The source code implementing a FleCSI project will reflect this user structure: the project will link to the core FleCSI library; the project will use one or more specializations (also usually from libraries); and the application developers will use the core and specialization interfaces to write their applications.
Documentation
The FleCSI documentation is structured as follows:
Build & Install. This section explains how to download the FleCSI source code, lists its dependencies on other software, and specifies how to configure and build it.
Tutorial. The tutorial teaches FleCSI’s core concepts through a sequence of annotated examples and associated discussion. All tutorial examples are provided in the FleCSI source distribution and can be compiled and run.
User Guide. The user guide delves into more depth on the FleCSI programming model.
API Reference. This section provides links to the Doxygen-generated API documentation, both the public API intended for use by application and specialization developers and the internal API needed only by FleCSI core developers.
Developer Guide. The Developer Guide is meaningful only to FleCSI core developers. It describes how FleCSI is implemented and provides guidance on modifying, managing, and releasing FleCSI itself.

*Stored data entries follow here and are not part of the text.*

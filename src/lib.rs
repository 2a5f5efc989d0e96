//! sentrycam: supervised motion-capture pipeline.
//!
//! A capture worker reads frames from a camera into a shared single-slot
//! latest-frame record and fans out pixel-free notifications to per-backend
//! queues. Dispatch workers pick up fresh notifications, run motion
//! detection, and upload hits to their storage backend. A reconciliation
//! loop keeps the whole fleet running and restarts whatever dies.
//!
//! Modules:
//! - [`frame`]: the shared frame slot and notification queues.
//! - [`capture`]: camera sources and the capture worker.
//! - [`motion`]: the frame comparator and region filtering.
//! - [`dispatch`]: dispatch workers with the staleness check.
//! - [`storage`]: local, object store, and MQTT backends.
//! - [`supervisor`]: the worker fleet reconciliation loop.
//! - [`config`]: TOML file plus environment configuration.
//! - [`pipeline`]: turns a configuration into a supervised fleet.

pub mod capture;
pub mod config;
pub mod dispatch;
pub mod frame;
pub mod motion;
pub mod pipeline;
pub mod storage;
pub mod supervisor;

pub use config::SentrycamConfig;
pub use supervisor::{StopToken, Supervisor};

/// Process exit codes for `sentrycamd`.
pub mod exit_code {
    /// Clean shutdown.
    pub const OK: i32 = 0;
    /// The camera device could not be opened after all retries.
    pub const CAMERA_OPEN_FAILED: i32 = 10;
    /// The configuration is missing, invalid, or describes an empty fleet.
    pub const CONFIG_INVALID: i32 = 11;
    /// Any other unhandled startup error.
    pub const STARTUP_FAILED: i32 = 12;
}
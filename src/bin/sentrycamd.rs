//! sentrycamd: the motion-capture daemon.
//!
//! `run` starts the supervised pipeline and blocks until every worker has
//! exited. `check` validates the configuration and probes each enabled
//! backend without capturing anything.

use std::path::PathBuf;
use std::process::ExitCode;

use clap::{Parser, Subcommand};
use log::{error, info};

use sentrycam::exit_code;
use sentrycam::storage::{make_backend, BackendKind};
use sentrycam::{pipeline, SentrycamConfig};

#[derive(Parser)]
#[command(name = "sentrycamd", version, about = "Supervised motion-capture pipeline")]
struct Cli {
    /// Path to the TOML configuration file.
    #[arg(short, long, env = "SENTRYCAM_CONFIG")]
    config: Option<PathBuf>,

    #[command(subcommand)]
    command: Command,
}

#[derive(Subcommand)]
enum Command {
    /// Run the capture and dispatch fleet until interrupted.
    Run,
    /// Validate the configuration and probe enabled backends.
    Check,
}

fn main() -> ExitCode {
    env_logger::Builder::from_env(env_logger::Env::default().default_filter_or("info")).init();
    let cli = Cli::parse();

    let cfg = match SentrycamConfig::load(cli.config.as_deref()) {
        Ok(cfg) => cfg,
        Err(e) => {
            error!("configuration error: {:#}", e);
            return ExitCode::from(exit_code::CONFIG_INVALID as u8);
        }
    };

    let code = match cli.command {
        Command::Run => run(&cfg),
        Command::Check => check(&cfg),
    };
    ExitCode::from(code as u8)
}

fn run(cfg: &SentrycamConfig) -> i32 {
    // Pre-flight: prove the camera opens before spinning up the fleet, so a
    // dead device fails the whole process instead of a restart loop.
    if let Err(e) = pipeline::camera_probe(cfg) {
        error!("cannot open camera {}: {:#}", cfg.camera.camera.device, e);
        return exit_code::CAMERA_OPEN_FAILED;
    }

    let mut supervisor = match pipeline::build(cfg) {
        Ok(supervisor) => supervisor,
        Err(e) => {
            error!("cannot assemble the pipeline: {:#}", e);
            return exit_code::CONFIG_INVALID;
        }
    };

    let desired = supervisor.desired_flags();
    if let Err(e) = ctrlc::set_handler(move || {
        info!("interrupt received, stopping workers");
        for flag in &desired {
            flag.store(false, std::sync::atomic::Ordering::SeqCst);
        }
    }) {
        error!("cannot install the interrupt handler: {:#}", e);
        return exit_code::STARTUP_FAILED;
    }

    info!("starting {} worker(s)", supervisor.specs().len());
    supervisor.run();
    info!("all workers stopped");
    exit_code::OK
}

fn check(cfg: &SentrycamConfig) -> i32 {
    let mut failed = false;
    if cfg.camera.enabled {
        match pipeline::camera_probe(cfg) {
            Ok(()) => info!("camera {}: ok", cfg.camera.camera.device),
            Err(e) => {
                error!("camera {}: {:#}", cfg.camera.camera.device, e);
                failed = true;
            }
        }
    }
    for kind in BackendKind::ALL {
        if !kind.enabled_in(cfg) {
            continue;
        }
        match make_backend(kind, cfg) {
            Ok(backend) if backend.check() => info!("{}: ok", kind),
            Ok(_) => {
                error!("{}: unreachable", kind);
                failed = true;
            }
            Err(e) => {
                error!("{}: {:#}", kind, e);
                failed = true;
            }
        }
    }
    if !cfg.any_backend_enabled() {
        error!("no storage backend is enabled");
        failed = true;
    }
    if failed {
        exit_code::CONFIG_INVALID
    } else {
        info!("configuration ok");
        exit_code::OK
    }
}
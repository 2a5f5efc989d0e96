//! Pipeline assembly.
//!
//! Turns a validated configuration into a worker fleet: one capture worker
//! feeding the shared frame slot, plus `num_workers` dispatch workers per
//! enabled backend, all wrapped in `WorkerSpec`s for the supervisor. Each
//! dispatch worker constructs and configures its backend inside its own
//! thread, so a backend that cannot come up takes down only that worker
//! and the supervisor restarts it.

use anyhow::{bail, Result};
use log::{error, info};

use crate::capture::{capture_worker, CameraSource, CaptureContext};
use crate::config::SentrycamConfig;
use crate::dispatch::{dispatch_worker, DispatchContext};
use crate::frame::{notify_queue, FrameSlot, NotifyRx};
use crate::storage::{make_backend, BackendKind};
use crate::supervisor::{worker_thread, StopToken, Supervisor, WorkerSpec};

/// Prove the configured camera opens and closes. Used by `run` before the
/// fleet starts and by `check` alongside the backend probes.
pub fn camera_probe(cfg: &SentrycamConfig) -> Result<()> {
    let mut probe = CameraSource::new(&cfg.camera.camera)?;
    probe.open_with_retry(&cfg.camera.camera, &StopToken::new())?;
    probe.close();
    Ok(())
}

/// Build the supervisor for `cfg`. Fails when the configuration describes
/// an empty fleet.
pub fn build(cfg: &SentrycamConfig) -> Result<Supervisor> {
    if !cfg.camera.enabled {
        bail!("the camera is disabled; nothing to supervise");
    }
    if !cfg.any_backend_enabled() {
        bail!("no storage backend is enabled; captured frames would go nowhere");
    }

    let slot = FrameSlot::new();
    let mut specs = Vec::new();
    let mut queues = Vec::new();

    for kind in BackendKind::ALL {
        if !kind.enabled_in(cfg) {
            continue;
        }
        let (tx, rx) = notify_queue();
        queues.push(tx);
        let workers = kind.num_workers(cfg);
        info!("{} backend enabled with {} worker(s)", kind, workers);
        for n in 0..workers {
            specs.push(dispatch_spec(cfg, kind, n, slot.clone(), rx.clone()));
        }
    }

    let capture_ctx = CaptureContext {
        camera: cfg.camera.camera.clone(),
        slot,
        queues,
    };
    specs.push(WorkerSpec::new(
        "capture",
        true,
        Box::new(move |stop| {
            let ctx = capture_ctx.clone();
            worker_thread("capture", stop, move |stop| capture_worker(&ctx, stop))
        }),
    ));

    Ok(Supervisor::new(specs))
}

fn dispatch_spec(
    cfg: &SentrycamConfig,
    kind: BackendKind,
    index: u32,
    slot: FrameSlot,
    rx: NotifyRx,
) -> WorkerSpec {
    let name = format!("{}-{}", kind, index);
    let worker_name = name.clone();
    let cfg = cfg.clone();
    WorkerSpec::new(
        name,
        true,
        Box::new(move |stop| {
            let ctx = DispatchContext {
                camera_id: cfg.camera_id.clone(),
                slot: slot.clone(),
                rx: rx.clone(),
                filter: cfg.motion.clone(),
            };
            let cfg = cfg.clone();
            worker_thread(&worker_name, stop, move |stop| {
                let mut backend = match make_backend(kind, &cfg) {
                    Ok(backend) => backend,
                    Err(e) => {
                        error!("cannot build the {} backend: {:#}", kind, e);
                        return Err(e);
                    }
                };
                dispatch_worker(&ctx, backend.as_mut(), stop)
            })
        }),
    )
}

// ----------------------------------------------------------------------------
// Tests
// ----------------------------------------------------------------------------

See also the Release Notes for advertisements of new features and bug fixes, announcements of deprecated APIs, and warnings about issues that may be encountered when upgrading applications to use new versions of FleCSI.
Namespaces
FleCSI uses C++ namespaces to identify interfaces that are intended for different user types:
flecsi
The types and functions defined in the flecsi namespace are intended for all user types but are primarily targeted to application developers.
Warning
Application developers should never use types or methods that are not defined in the top-level flecsi namespace.
flecsi::X
The types and functions defined in flecsi::X namespaces, where X is nested within flecsi, e.g., flecsi::topology, should only be used by specialization and core developers.flecsi::X::Y
The types and functions defined in flecsi::X::Y namespaces are intended for internal FleCSI development only! Use of any of these types or functions outside of the core library is undefined!!!.